I think a lot of their decisions that are a short term pain in the ass (no installs, no synchronous) are actually good in the long term.  If all developers knew how to develop async and did it by default, and if all software vendors, even Windows based ones, provided their product in a form that could just be "copy and run without admin privs" to install, the world would be a better place.  That's interesting in that "Sure it's hard to use now but it'll make the world better eventually" is usually heard from the other side of the aisle.

Conclusion

Azure's a pretty legit offering!  And I'm very impressed by their velocity.  I think it's fair to say that overall Azure isn't quite as good as Amazon except for specific use cases (you're writing it all in .NET by hand in Visual Studio) - but no one else is as good as Amazon either (believe me, I evaluated them) and Amazon has years of head start; Azure is brand new but already at about 80%! That puts them into the top 5 out of the gate.

Without an IaaS component, you still can't do everything under the sun in Azure.  But if you're not depending on much in the way of big third party software chunks, it's feasible; if you're doing .NET programming, it's very compelling.

Do note that I haven't focused too much on the attributes and limitations of cloud computing in general here - that's another topic - this article is meant to compare and contrast Azure to other cloud offerings so that people can understand its architecture.

I hope that was clear.  Feel free and ask questions in the comments and I'll try to clarify!

24Feb/100

A Case For Images

After speaking with Luke Kanies at OpsCamp, and reading his good and oft-quoted article "Golden Image or Foil Ball?", I was thinking pretty hard about the use of images in our new automated infrastructure.  He's pretty against them.  After careful consideration, however, I think judicious use of images is the right thing to do.

My top level thoughts on why to use images.

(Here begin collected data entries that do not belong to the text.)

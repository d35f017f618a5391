//! An in-process host for quay actors.
//!
//! The [`Sandbox`] routes each message to the actor registered under the
//! destination [`Address`], processes it to completion, and records a
//! [`Transaction`] receipt. Actors start [`Lifecycle::Uninitialized`] and
//! become [`Lifecycle::Active`] on their first `Deploy`.
//!
//! Committed actor state is written through to a [`StateStore`], so a new
//! sandbox built on the same store picks up where the old one left off.
//!
//! [`Address`]: quay_types::Address

#![warn(
    missing_copy_implementations,
    missing_debug_implementations,
    missing_docs,
    unreachable_pub,
    clippy::missing_const_for_fn,
    rustdoc::all
)]
#![cfg_attr(not(test), warn(unused_crate_dependencies))]
#![deny(unused_must_use, rust_2018_idioms)]
#![cfg_attr(docsrs, feature(doc_cfg, doc_auto_cfg))]

mod error;
pub use error::{SandboxError, TxError};

mod sandbox;
pub use sandbox::{Lifecycle, Sandbox};

mod store;
pub use store::{MemoryStore, StateStore};

mod tx;
pub use tx::Transaction;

  1. Speed - Starting a prebuilt image is faster than reinstalling everything on an empty one.  In the world of dynamic scaling, there's a meaningful difference between a "couple minute spinup" and a "fifteen minute spinup."
  2. Reliability - The more work you are doing at runtime, the more there is to go wrong.  I bet I'm not the only person who has run the same compile and install on three allegedly identical Linux boxen and had it go wrong somehow on one of 'em.  And the more stuff you're pulling to build your image, the more failure points you have.
  3. Flexibility - Dynamically building from stem cell kinda makes sense if you're using 100% free open source and have everything automated.  What if, however, you have something that you need to install that just hasn't been scripted - or is very hard to script?  Like an install of some half-baked Windows software that doesn't have a command line installer and you don't have a tool that can do it?  In that case, you really need to do the manual install in non-realtime as part of a image build.  And of course many suppliers are providing software as images themselves nowadays.
  4. Traceability - What happens if you need to replicate a past environment?  Having the image is going to be a 100% effective solution to that, even likely to be sufficient for legal reasons.  "I keep a bunch of old software repo versions so I can mostly build a machine like it" - somewhat less so.

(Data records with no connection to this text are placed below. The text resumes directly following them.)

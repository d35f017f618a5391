use crate::{MemoryStore, SandboxError, StateStore, Transaction, TxError};
use quay_actors::{Actor, ActorError, Context, GetValue, Getter};
use quay_types::{Address, Body};
use std::collections::HashMap;
use tracing::{debug, instrument, warn};

/// Lifecycle of a registered actor.
#[derive(Debug, Copy, Clone, PartialEq, Eq)]
pub enum Lifecycle {
    /// Registered, waiting for its deploy handshake.
    Uninitialized,
    /// Deployed. Accepts every message type it handles.
    Active,
}

/// A registered actor and its lifecycle.
#[derive(Debug)]
struct Slot {
    actor: Box<dyn Actor>,
    lifecycle: Lifecycle,
}

/// Hosts actors and dispatches messages to them, one at a time.
///
/// ## Example
///
/// ```
/// # use quay_actors::{Counter, Getter, GetValue};
/// # use quay_sandbox::Sandbox;
/// # use quay_types::{Add, Address, Deploy};
/// # fn main() -> Result<(), Box<dyn std::error::Error>> {
/// let sender = Address::from_low_u64(7);
/// let mut sandbox = Sandbox::new();
/// let counter = sandbox.open(Counter::new())?;
///
/// let tx = sandbox.send(sender, counter, Deploy { query_id: 0 })?;
/// assert!(tx.deploy && tx.is_success());
///
/// sandbox.send(sender, counter, Add { query_id: 0, number: 10 })?;
/// assert_eq!(sandbox.get(counter, &Getter::Counter)?, GetValue::Int(10));
/// # Ok(())
/// # }
/// ```
#[derive(Debug, Default)]
pub struct Sandbox<S = MemoryStore> {
    /// Dispatch table.
    actors: HashMap<Address, Slot>,
    /// Write-through snapshot storage.
    store: S,
    /// Every processed message, in processing order.
    transactions: Vec<Transaction>,
}

impl Sandbox {
    /// Create a sandbox backed by an empty [`MemoryStore`].
    pub fn new() -> Self {
        Self::default()
    }
}

impl<S: StateStore> Sandbox<S> {
    /// Create a sandbox on top of an existing store. Actors opened later
    /// resume from any snapshot the store holds for their address.
    pub fn with_store(store: S) -> Self {
        Self { actors: HashMap::new(), store, transactions: Vec::new() }
    }

    /// Get the state store.
    pub const fn store(&self) -> &S {
        &self.store
    }

    /// Tear down the sandbox, keeping its store.
    pub fn into_store(self) -> S {
        self.store
    }

    /// Every processed message, in processing order.
    pub fn transactions(&self) -> &[Transaction] {
        &self.transactions
    }

    /// The lifecycle of the actor at `address`, if one is registered.
    pub fn lifecycle(&self, address: Address) -> Option<Lifecycle> {
        self.actors.get(&address).map(|slot| slot.lifecycle)
    }

    /// Typed access to the actor at `address`. `None` if no actor is
    /// registered there or it is not an `A`.
    pub fn actor<A: Actor>(&self, address: Address) -> Option<&A> {
        self.actors.get(&address)?.actor.as_any().downcast_ref()
    }

    /// Register an actor under its derived address and return the address.
    ///
    /// If the store holds a snapshot for that address, the actor is restored
    /// from it and is immediately active. Opening an address that is
    /// already registered keeps the registered actor.
    #[instrument(skip_all, fields(code = actor.code()))]
    pub fn open<A: Actor>(&mut self, mut actor: A) -> Result<Address, SandboxError> {
        let address = actor.address();
        if self.actors.contains_key(&address) {
            debug!(%address, "actor already open");
            return Ok(address);
        }

        let lifecycle = match self.store.load(&address) {
            Some(state) => {
                actor.load(state).map_err(|source| SandboxError::Snapshot { address, source })?;
                debug!(%address, "restored from store");
                Lifecycle::Active
            }
            None => Lifecycle::Uninitialized,
        };

        self.actors.insert(address, Slot { actor: Box::new(actor), lifecycle });
        Ok(address)
    }

    /// Deliver a message and process it to completion.
    ///
    /// Returns the transaction receipt, which is also appended to
    /// [`Self::transactions`]. A rejected message is a failed transaction,
    /// not an `Err`, and so is a message whose resulting state cannot be
    /// snapshotted; the actor is rolled back to its prior state. `Err` is
    /// reserved for an unknown destination or an actor whose prior state
    /// cannot be snapshotted or restored.
    pub fn send(
        &mut self,
        sender: Address,
        to: Address,
        body: impl Into<Body>,
    ) -> Result<Transaction, SandboxError> {
        self.dispatch(sender, to, Ok(body.into()))
    }

    /// Decode a JSON body and deliver it. A body that does not decode is a
    /// failed transaction with [`ActorError::MalformedMessage`].
    pub fn send_json(
        &mut self,
        sender: Address,
        to: Address,
        raw: &[u8],
    ) -> Result<Transaction, SandboxError> {
        self.dispatch(sender, to, Body::from_json(raw).map_err(ActorError::from))
    }

    #[instrument(skip_all, fields(%sender, %to))]
    fn dispatch(
        &mut self,
        sender: Address,
        to: Address,
        body: Result<Body, ActorError>,
    ) -> Result<Transaction, SandboxError> {
        let slot = self.actors.get_mut(&to).ok_or(SandboxError::UnknownActor(to))?;
        let ctx = Context::new(sender, to);
        let snapshot_err = |source| SandboxError::Snapshot { address: to, source };

        let kind = body.as_ref().ok().map(Body::kind);
        let (body, deploy) = match (body, slot.lifecycle) {
            (Err(err), _) => (Err(TxError::Actor(err)), false),
            (Ok(body), Lifecycle::Uninitialized) if body.is_deploy() => (Ok(body), true),
            (Ok(_), Lifecycle::Uninitialized) => (Err(TxError::Inactive), false),
            (Ok(body), Lifecycle::Active) => (Ok(body), false),
        };

        let result = match body {
            Err(err) => Err(err),
            Ok(body) => {
                let prior = slot.actor.save().map_err(snapshot_err)?;
                let result = slot.actor.receive(&ctx, &body).map_err(TxError::from);
                let committed = result.and_then(|outcome| match slot.actor.save() {
                    Ok(state) => Ok((outcome, state)),
                    Err(err) => Err(TxError::Snapshot(err.to_string())),
                });
                match committed {
                    Ok((outcome, state)) => {
                        self.store.store(to, state);
                        Ok(outcome)
                    }
                    Err(err) => {
                        slot.actor.load(prior).map_err(snapshot_err)?;
                        Err(err)
                    }
                }
            }
        };

        let deploy = deploy && result.is_ok();
        match &result {
            Ok(outcome) => {
                if deploy {
                    slot.lifecycle = Lifecycle::Active;
                }
                debug!(kind, deploy, query_id = outcome.query_id(), "message committed");
            }
            Err(err) => warn!(kind, %err, "message rejected"),
        }

        let tx = Transaction {
            seq: self.transactions.len() as u64,
            from: sender,
            to,
            kind,
            deploy,
            result,
        };
        self.transactions.push(tx.clone());
        Ok(tx)
    }

    /// Run a read-only getter against an active actor.
    #[instrument(skip_all, fields(%address, getter = getter.name()))]
    pub fn get(&self, address: Address, getter: &Getter) -> Result<GetValue, SandboxError> {
        let slot = self.actors.get(&address).ok_or(SandboxError::UnknownActor(address))?;
        if slot.lifecycle != Lifecycle::Active {
            return Err(SandboxError::Inactive(address));
        }
        slot.actor.get(getter).map_err(Into::into)
    }
}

In the end, it's a question of using intermediate deliverables.  Do you recompile all the code and every third party package every time you build a server?  No, you often use binaries - it's faster and more reliable.  Binaries are the app guys' equivalent of "images."

To address Luke's three concerns from his article specifically:

  1. Image sprawl - if you use images, you eventually have a large library of images you have to manage.  This is very true - but you have to manage a lot of artifacts all up and down the chain anyway.  Given the "manual install" and "vendor supplied image" scenarios noted above, if you can't manage images as part of your CM system than it's just not a complete CM system.
  2. Updating your images - Here, I think Luke makes some not entirely valid assumptions.  He notes that once you're done building your images, you're still going to have to make changes in the operational environment ("bootstrapping").  True.  But he thinks you're not going to use the same tool to do it.  I'm not sure why not - our approach is to use automated tooling to build the images - you don't *want* to do it manually for sure - and Puppet/Chef/etc. works just fine to do that.  So if you have to update something at the OS level, you do that and let your CM system blow everything on top - and then burn the image.  Image creation and automated CM aren't mutually exclusive - the only reason people don't use automation to build their images is the same reason they don't always use automation on their live servers, which is "it takes work."  But to me, since you DO have to have some amount of dynamic CM for the runtime bootstrap as well, it's a good conservation of work to use the same package for both. (Besides bootstrapping, there's other stuff like moving content that shouldn't go on images.)
  3. Image state vs running state - This one puzzles me.  With images, you do need to do restarts to pull in image-based changes.  But with virtually all software and app changes you have to as well - maybe not a "reboot," but a "service restart," which is virtually as disruptive.  Whether you "reboot  your database server" or "stop and start your database server, which still takes a couple minutes", you are planning for downtime or have redundancy in place.  And in general you need to orchestrate the changes (rolling restarts, etc.) in a manner that "oh, pull that change whenever you want to Mr. Application Server" doesn't really work for.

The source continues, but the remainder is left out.